There came a time when trying to fit in no longer worked for me. I became a rebel to any kind of set order. I refused to fit within anyone's perception of who they thought I should be, which was a good thing. Yet on the negative side, I became difficult to work with and pretty intolerable because if things weren't done my way, then it was the highway. PERIOD. In thinking outside the boxes set up for me, I became imprisoned in my own box of trying to prove myself.

The pendulum life for me swung violently between two extremes, making me very imbalanced. There is an inherent danger in making what you do the center of your universe; the danger grows exponentially when you make YOURSELF the center of your own universe. That's a responsibility that only God has the cajones to shoulder.

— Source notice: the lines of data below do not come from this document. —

//! PostScript name extraction for binary fonts and UFO sources.
//!
//! The name of a font is what proofs are titled and sorted by. Binary fonts
//! use name ID 6; UFOs use `postscriptFontName`. Both fall back to a name
//! synthesized from family and style.

mod binary;
mod error;
mod ufo;

use std::{fs, path::Path};

use log::warn;

pub use binary::postscript_name_from_data;
pub use error::{Error, Result};

/// PostScript name of a font file or UFO.
///
/// A binary font without any usable name records is named after its file
/// stem.
pub fn postscript_name(path: impl AsRef<Path>) -> Result<String> {
    let path = path.as_ref();
    if is_ufo(path) {
        return ufo::postscript_name(path);
    }

    let data = fs::read(path).map_err(|source| Error::Io { path: path.to_owned(), source })?;
    match postscript_name_from_data(&data)? {
        Some(name) => Ok(name),
        None => {
            warn!("{}: no name records, using the file name", path.display());
            Ok(file_stem(path))
        }
    }
}

/// Whether the path names a UFO source (by suffix).
pub fn is_ufo(path: &Path) -> bool {
    path.extension().is_some_and(|ext| ext.eq_ignore_ascii_case("ufo"))
}

/// `"{family}-{style}"` with spaces removed (`Source Sans 3`, `Semi Bold` ->
/// `SourceSans3-SemiBold`).
pub fn synthesize_postscript_name(family: &str, style: &str) -> String {
    format!("{}-{}", family.replace(' ', ""), style.replace(' ', ""))
}

/// Shared leading part of a set of names, without surrounding dashes.
///
/// ```
/// use font_names::name_overlap;
///
/// assert_eq!(name_overlap(["SourceSans3-Regular", "SourceSans3-Bold"]), "SourceSans3");
/// ```
pub fn name_overlap<I, S>(names: I) -> String
where
    I: IntoIterator<Item = S>,
    S: AsRef<str>,
{
    let mut names = names.into_iter();
    let Some(first) = names.next() else {
        return String::new();
    };

    let mut prefix: Vec<char> = first.as_ref().chars().collect();
    for name in names {
        let shared = prefix.iter().zip(name.as_ref().chars()).take_while(|(a, b)| *a == b).count();
        prefix.truncate(shared);
    }

    prefix.into_iter().collect::<String>().trim_matches('-').to_string()
}

fn file_stem(path: &Path) -> String {
    path.file_stem().map(|stem| stem.to_string_lossy().into_owned()).unwrap_or_default()
}
//! Font and UFO discovery.

use std::path::{Path, PathBuf};

use anyhow::{Context, Result, bail};
use font_names::is_ufo;
use glob::{MatchOptions, Pattern, glob_with};
use norad::designspace::DesignSpaceDocument;

/// Find files matching a glob pattern below a directory, sorted by path.
///
/// Matching ignores case, so `*.otf` also finds `*.OTF`.
pub fn glob_fonts(dir: &Path, pattern: &str) -> Result<Vec<PathBuf>> {
    let dir_str = dir.to_str().context("Invalid directory path")?;
    let pattern_str = format!("{}/{pattern}", Pattern::escape(dir_str));
    let options = MatchOptions { case_sensitive: false, ..MatchOptions::new() };

    let mut paths: Vec<PathBuf> = glob_with(&pattern_str, options)
        .with_context(|| format!("Failed to glob pattern: {pattern_str}"))?
        .filter_map(Result::ok)
        .collect();
    paths.sort();
    Ok(paths)
}

/// Binary fonts at `path`.
///
/// A directory is searched recursively and yields its OTFs, or its TTFs when
/// it holds no OTF. A single `.otf`/`.ttf` file is returned as is; any other
/// file yields nothing.
pub fn font_paths(path: &Path) -> Result<Vec<PathBuf>> {
    ensure_exists(path)?;

    if path.is_dir() {
        let otf_paths = glob_fonts(path, "**/*.otf")?;
        if !otf_paths.is_empty() {
            return Ok(otf_paths);
        }
        return glob_fonts(path, "**/*.ttf");
    }

    if has_extension(path, &["otf", "ttf"]) {
        return Ok(vec![path.to_path_buf()]);
    }
    Ok(Vec::new())
}

/// UFO sources at `path`.
///
/// A `.ufo` directory is returned as is, other directories are searched
/// recursively, and a `.designspace` file yields its sources.
pub fn ufo_paths(path: &Path) -> Result<Vec<PathBuf>> {
    ensure_exists(path)?;

    if path.is_dir() {
        if is_ufo(path) {
            return Ok(vec![path.to_path_buf()]);
        }
        let ufos = glob_fonts(path, "**/*.ufo")?;
        return Ok(ufos.into_iter().filter(|ufo| ufo.is_dir()).collect());
    }

    if has_extension(path, &["designspace"]) {
        return designspace_sources(path);
    }
    Ok(Vec::new())
}

/// Fonts to sort at `path`: UFOs if there are any, otherwise binary fonts.
pub fn sortable_paths(path: &Path) -> Result<Vec<PathBuf>> {
    let ufos = ufo_paths(path)?;
    if !ufos.is_empty() {
        return Ok(ufos);
    }
    font_paths(path)
}

/// Source UFO paths of a designspace document, relative to the document.
pub fn designspace_sources(path: &Path) -> Result<Vec<PathBuf>> {
    let document = DesignSpaceDocument::load(path)
        .with_context(|| format!("Failed to load designspace: {}", path.display()))?;
    let base = path.parent().unwrap_or_else(|| Path::new(""));
    Ok(document.sources.iter().map(|source| base.join(&source.filename)).collect())
}

fn ensure_exists(path: &Path) -> Result<()> {
    if !path.exists() {
        bail!("No such file or directory: {}", path.display());
    }
    Ok(())
}

fn has_extension(path: &Path, extensions: &[&str]) -> bool {
    path.extension()
        .and_then(|ext| ext.to_str())
        .is_some_and(|ext| extensions.iter().any(|e| ext.eq_ignore_ascii_case(e)))
}
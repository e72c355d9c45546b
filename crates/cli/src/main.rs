use anyhow::Result;
use clap::Parser;
use env_logger::Builder;
use log::LevelFilter;
use proofing_cli::cli::Cli;

fn main() -> Result<()> {
    let cli = Cli::parse();

    let mut logger = Builder::from_default_env();
    if cli.debug {
        logger.filter_level(LevelFilter::Debug);
    }
    logger.init();

    cli.run()
}
//! Names from UFO sources.

use std::path::Path;

use norad::{DataRequest, Font};

use crate::{Result, synthesize_postscript_name};

const DEFAULT_FAMILY: &str = "Family Name";
const DEFAULT_STYLE: &str = "Style Name";

/// PostScript name of a UFO, synthesized from family and style when the font
/// info leaves `postscriptFontName` empty.
pub fn postscript_name(path: &Path) -> Result<String> {
    let font = Font::load_requested_data(path, DataRequest::none())?;
    let info = font.font_info;

    if let Some(name) = info.postscript_font_name.filter(|name| !name.is_empty()) {
        return Ok(name);
    }

    let family = info.family_name.unwrap_or_else(|| DEFAULT_FAMILY.to_string());
    let style = info.style_name.unwrap_or_else(|| DEFAULT_STYLE.to_string());
    Ok(synthesize_postscript_name(&family, &style))
}
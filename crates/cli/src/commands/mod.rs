//! CLI command implementations.

mod family;
mod score;
mod sort;

pub use family::{family, family_name};
pub use score::score_names;
pub use sort::{sort, sort_input};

Now that I'm a little wiser, I've learned that boxes are overrated. I weigh myself against the standard of Christ. He's higher, stronger, wiser, more compassionate and loving than I'll ever be, but He always gives me the desire to strive to become just like Him. Now I am who I am, not because of someone else's definition or my own pride, but by the grace and power He invested in me.

I love the fact that He's a wise investor. He won't deposit something without expecting an increase later. My mind is wrapped up in becoming who He created me to be.



...and He doesn't believe in boxes.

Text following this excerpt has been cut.